Exercise data below:

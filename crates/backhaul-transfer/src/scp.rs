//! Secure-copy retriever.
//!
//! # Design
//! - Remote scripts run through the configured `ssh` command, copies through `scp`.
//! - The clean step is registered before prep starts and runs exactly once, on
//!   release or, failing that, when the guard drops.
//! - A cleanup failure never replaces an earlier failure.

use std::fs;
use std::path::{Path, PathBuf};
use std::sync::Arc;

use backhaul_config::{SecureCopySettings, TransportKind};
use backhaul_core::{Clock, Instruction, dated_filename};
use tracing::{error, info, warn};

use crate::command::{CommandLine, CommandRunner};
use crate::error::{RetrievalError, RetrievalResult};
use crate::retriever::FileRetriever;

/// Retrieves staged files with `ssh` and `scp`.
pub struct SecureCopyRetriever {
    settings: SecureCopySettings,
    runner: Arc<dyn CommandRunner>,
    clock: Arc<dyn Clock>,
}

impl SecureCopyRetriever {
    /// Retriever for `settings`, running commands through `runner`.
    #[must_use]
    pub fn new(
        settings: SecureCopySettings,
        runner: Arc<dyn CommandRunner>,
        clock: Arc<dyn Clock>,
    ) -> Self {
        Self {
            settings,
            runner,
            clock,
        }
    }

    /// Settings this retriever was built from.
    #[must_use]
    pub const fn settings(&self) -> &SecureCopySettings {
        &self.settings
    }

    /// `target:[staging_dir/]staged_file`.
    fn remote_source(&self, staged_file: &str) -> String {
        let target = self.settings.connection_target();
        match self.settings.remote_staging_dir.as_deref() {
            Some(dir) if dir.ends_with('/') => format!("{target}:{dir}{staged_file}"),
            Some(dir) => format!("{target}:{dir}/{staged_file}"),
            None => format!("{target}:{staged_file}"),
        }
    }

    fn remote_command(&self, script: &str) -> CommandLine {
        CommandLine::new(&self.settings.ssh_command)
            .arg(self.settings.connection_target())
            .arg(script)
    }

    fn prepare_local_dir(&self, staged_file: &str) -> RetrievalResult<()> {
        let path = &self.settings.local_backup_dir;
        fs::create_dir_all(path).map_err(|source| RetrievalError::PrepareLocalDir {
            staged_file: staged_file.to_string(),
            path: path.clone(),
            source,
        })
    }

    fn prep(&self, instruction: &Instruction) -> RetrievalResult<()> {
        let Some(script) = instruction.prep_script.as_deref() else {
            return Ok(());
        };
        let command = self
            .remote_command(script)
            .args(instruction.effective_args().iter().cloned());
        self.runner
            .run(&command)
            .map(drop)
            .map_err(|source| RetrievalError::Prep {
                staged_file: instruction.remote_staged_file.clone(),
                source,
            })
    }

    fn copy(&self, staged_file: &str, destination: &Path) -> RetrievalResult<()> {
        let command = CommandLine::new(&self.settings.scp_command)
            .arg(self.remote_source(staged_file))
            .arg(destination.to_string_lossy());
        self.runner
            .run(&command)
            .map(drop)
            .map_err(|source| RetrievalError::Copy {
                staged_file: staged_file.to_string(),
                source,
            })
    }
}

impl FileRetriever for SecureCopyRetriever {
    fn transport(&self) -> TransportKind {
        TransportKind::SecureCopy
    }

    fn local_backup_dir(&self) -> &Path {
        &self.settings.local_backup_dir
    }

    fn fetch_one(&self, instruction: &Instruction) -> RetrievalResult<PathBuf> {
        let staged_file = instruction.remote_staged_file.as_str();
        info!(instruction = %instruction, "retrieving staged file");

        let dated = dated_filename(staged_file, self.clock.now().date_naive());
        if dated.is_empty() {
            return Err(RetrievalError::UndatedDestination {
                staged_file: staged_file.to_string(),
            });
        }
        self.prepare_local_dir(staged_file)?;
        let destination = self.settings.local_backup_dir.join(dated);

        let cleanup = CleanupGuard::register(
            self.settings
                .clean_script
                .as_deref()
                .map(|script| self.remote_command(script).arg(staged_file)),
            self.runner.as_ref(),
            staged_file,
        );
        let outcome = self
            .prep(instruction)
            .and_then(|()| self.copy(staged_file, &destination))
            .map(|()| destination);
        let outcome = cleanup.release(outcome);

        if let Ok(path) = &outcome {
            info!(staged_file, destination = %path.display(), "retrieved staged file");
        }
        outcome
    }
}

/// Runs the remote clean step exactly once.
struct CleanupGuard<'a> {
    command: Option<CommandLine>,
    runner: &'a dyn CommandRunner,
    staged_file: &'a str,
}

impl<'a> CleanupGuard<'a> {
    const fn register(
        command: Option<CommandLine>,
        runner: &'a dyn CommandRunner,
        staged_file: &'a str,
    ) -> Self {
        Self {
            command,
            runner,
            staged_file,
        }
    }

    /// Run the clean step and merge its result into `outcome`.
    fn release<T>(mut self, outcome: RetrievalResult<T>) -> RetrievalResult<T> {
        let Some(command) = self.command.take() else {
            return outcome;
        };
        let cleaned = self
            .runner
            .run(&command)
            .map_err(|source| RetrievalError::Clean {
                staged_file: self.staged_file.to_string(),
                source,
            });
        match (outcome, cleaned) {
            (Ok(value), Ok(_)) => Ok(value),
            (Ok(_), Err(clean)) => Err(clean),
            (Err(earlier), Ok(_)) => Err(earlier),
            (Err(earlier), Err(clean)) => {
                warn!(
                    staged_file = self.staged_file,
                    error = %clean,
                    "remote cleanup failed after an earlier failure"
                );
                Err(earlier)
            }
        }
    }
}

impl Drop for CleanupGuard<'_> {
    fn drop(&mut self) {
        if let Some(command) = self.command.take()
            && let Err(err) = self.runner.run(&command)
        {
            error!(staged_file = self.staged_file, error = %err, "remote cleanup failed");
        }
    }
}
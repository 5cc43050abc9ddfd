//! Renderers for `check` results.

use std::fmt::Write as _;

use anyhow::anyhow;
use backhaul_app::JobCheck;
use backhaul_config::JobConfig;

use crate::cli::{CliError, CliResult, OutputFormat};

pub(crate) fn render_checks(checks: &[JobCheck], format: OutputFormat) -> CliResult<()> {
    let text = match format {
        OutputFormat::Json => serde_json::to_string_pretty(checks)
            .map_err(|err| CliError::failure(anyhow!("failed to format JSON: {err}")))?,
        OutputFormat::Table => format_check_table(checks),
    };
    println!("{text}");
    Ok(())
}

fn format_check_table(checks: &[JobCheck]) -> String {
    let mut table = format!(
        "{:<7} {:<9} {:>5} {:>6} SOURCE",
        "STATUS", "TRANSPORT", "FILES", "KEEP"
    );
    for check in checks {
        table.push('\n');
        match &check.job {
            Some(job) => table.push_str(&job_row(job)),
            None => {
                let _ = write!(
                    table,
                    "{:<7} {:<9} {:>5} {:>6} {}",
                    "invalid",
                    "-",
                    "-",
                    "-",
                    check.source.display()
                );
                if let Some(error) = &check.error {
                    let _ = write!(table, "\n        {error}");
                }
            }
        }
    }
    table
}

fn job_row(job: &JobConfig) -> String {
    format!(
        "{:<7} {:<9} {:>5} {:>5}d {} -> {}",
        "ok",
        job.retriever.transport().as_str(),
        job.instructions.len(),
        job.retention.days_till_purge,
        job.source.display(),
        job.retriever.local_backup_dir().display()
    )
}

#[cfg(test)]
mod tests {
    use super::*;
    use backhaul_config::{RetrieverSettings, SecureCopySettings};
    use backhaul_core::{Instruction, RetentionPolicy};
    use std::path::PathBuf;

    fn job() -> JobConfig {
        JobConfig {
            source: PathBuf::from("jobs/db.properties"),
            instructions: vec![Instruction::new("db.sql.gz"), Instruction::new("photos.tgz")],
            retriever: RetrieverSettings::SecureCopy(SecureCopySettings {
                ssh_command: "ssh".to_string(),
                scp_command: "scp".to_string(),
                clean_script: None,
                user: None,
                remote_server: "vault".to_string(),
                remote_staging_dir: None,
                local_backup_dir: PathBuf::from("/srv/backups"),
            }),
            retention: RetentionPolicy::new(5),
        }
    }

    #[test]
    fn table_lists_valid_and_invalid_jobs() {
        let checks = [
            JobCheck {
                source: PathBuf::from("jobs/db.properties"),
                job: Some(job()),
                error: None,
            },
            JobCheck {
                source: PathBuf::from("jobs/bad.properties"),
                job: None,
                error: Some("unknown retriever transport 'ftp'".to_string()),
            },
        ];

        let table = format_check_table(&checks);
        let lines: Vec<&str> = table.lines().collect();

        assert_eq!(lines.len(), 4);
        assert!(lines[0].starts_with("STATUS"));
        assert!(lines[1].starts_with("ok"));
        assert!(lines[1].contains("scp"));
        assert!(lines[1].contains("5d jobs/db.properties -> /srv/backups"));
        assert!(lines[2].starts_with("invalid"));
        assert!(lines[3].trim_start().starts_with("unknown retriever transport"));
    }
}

End of Exercise data.

Exercise brief
Each line in the entries above that includes the string "anyhow" adds to the count; state that count only.

Response
2